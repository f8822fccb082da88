//! Read-only mock filesystem consumed by the Terminal, Finder, and Files apps.

pub mod path;
pub mod tree;
pub mod types;
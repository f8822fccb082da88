//! Notes window: a plain-text editor with a session draft, save-to-Desktop, and a sidebar of
//! saved notes.

#![warn(missing_docs, rustdoc::broken_intra_doc_links)]

pub mod draft;

use desktop_app_contract::AppMountContext;
use leptos::*;

use crate::draft::{
    load_draft, save_draft, save_file_name, take_unloaded, NoteStats, DEFAULT_FILE_NAME,
};

/// Mounts the Notes window contents.
pub fn mount(context: AppMountContext) -> View {
    view! { <NotesApp context=context /> }.into_view()
}

#[component]
/// Notes editor bound to the session draft and the saved desktop files.
pub fn NotesApp(
    /// Runtime services for this window.
    context: AppMountContext,
) -> impl IntoView {
    let services = context.services;
    let session_store = services.session_store.clone();
    let desktop_files = services.desktop_files;
    let opened_document = services.opened_document;

    let content = create_rw_signal(load_draft(session_store.as_ref()));
    let file_name = create_rw_signal(DEFAULT_FILE_NAME.to_string());
    let save_dialog_open = create_rw_signal(false);
    let stats = create_memo(move |_| content.with(|text| NoteStats::of(text)));

    create_effect(move |_| {
        if let Some(text) = opened_document.with(|document| take_unloaded(document.as_ref())) {
            content.set(text);
        }
    });

    create_effect(move |_| {
        let text = content.get();
        if let Err(err) = save_draft(session_store.as_ref(), &text) {
            logging::warn!("notes draft save failed: {err}");
        }
    });

    let confirm_save = move || {
        let name = save_file_name(&file_name.get_untracked());
        desktop_files.save(name, content.get_untracked());
        save_dialog_open.set(false);
    };

    view! {
        <div class="app-shell app-notes-shell" class:dark=move || services.is_dark()>
            <div class="app-toolbar">
                <button
                    type="button"
                    class="app-action"
                    title="Save"
                    on:click=move |_| save_dialog_open.set(true)
                >
                    "💾 Save"
                </button>
                <span class="app-notes-stats">{move || stats.get().label()}</span>
            </div>

            <div class="app-notes-body">
                <aside class="app-notes-sidebar">
                    <h3>"Saved Notes"</h3>
                    <Show
                        when=move || desktop_files.files.with(|files| !files.is_empty())
                        fallback=|| view! { <p class="app-notes-empty">"No saved notes"</p> }
                    >
                        <ul>
                            <For
                                each=move || desktop_files.files.get()
                                key=|file| file.id.clone()
                                let:file
                            >
                                {{
                                    let id = file.id.clone();
                                    let text = file.content.clone();
                                    view! {
                                        <li class="app-notes-entry" on:click=move |_| content.set(text.clone())>
                                            <span class="app-notes-entry-name">"🗒️ " {file.name}</span>
                                            <button
                                                type="button"
                                                class="app-notes-delete"
                                                aria-label="Delete note"
                                                on:click=move |ev: ev::MouseEvent| {
                                                    ev.stop_propagation();
                                                    desktop_files.delete(id.clone());
                                                }
                                            >
                                                "🗑️"
                                            </button>
                                        </li>
                                    }
                                }}
                            </For>
                        </ul>
                    </Show>
                </aside>

                <textarea
                    class="app-notes-editor"
                    placeholder="Type your notes here..."
                    spellcheck="false"
                    prop:value=move || content.get()
                    on:input=move |ev| content.set(event_target_value(&ev))
                />
            </div>

            <Show when=move || save_dialog_open.get() fallback=|| ()>
                <div class="app-dialog-backdrop">
                    <div class="app-dialog" role="dialog" aria-label="Save to Desktop">
                        <h3>"Save to Desktop"</h3>
                        <label>
                            "File name"
                            <input
                                type="text"
                                class="app-field"
                                prop:value=move || file_name.get()
                                on:input=move |ev| file_name.set(event_target_value(&ev))
                                on:keydown=move |ev: ev::KeyboardEvent| {
                                    if ev.key() == "Enter" {
                                        confirm_save();
                                    }
                                }
                            />
                        </label>
                        <div class="app-dialog-actions">
                            <button type="button" class="app-action" on:click=move |_| save_dialog_open.set(false)>
                                "Cancel"
                            </button>
                            <button type="button" class="app-action primary" on:click=move |_| confirm_save()>
                                "Save"
                            </button>
                        </div>
                    </div>
                </div>
            </Show>
        </div>
    }
}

####

→ **ACTIVITY**
Which lines in the data hold the string "services"? Copy each of them.

→ **RESULT OF THE EXERCISE**
    /// Runtime services for this window.
    let services = context.services;
    let session_store = services.session_store.clone();
    let desktop_files = services.desktop_files;
    let opened_document = services.opened_document;
        <div class="app-shell app-notes-shell" class:dark=move || services.is_dark()>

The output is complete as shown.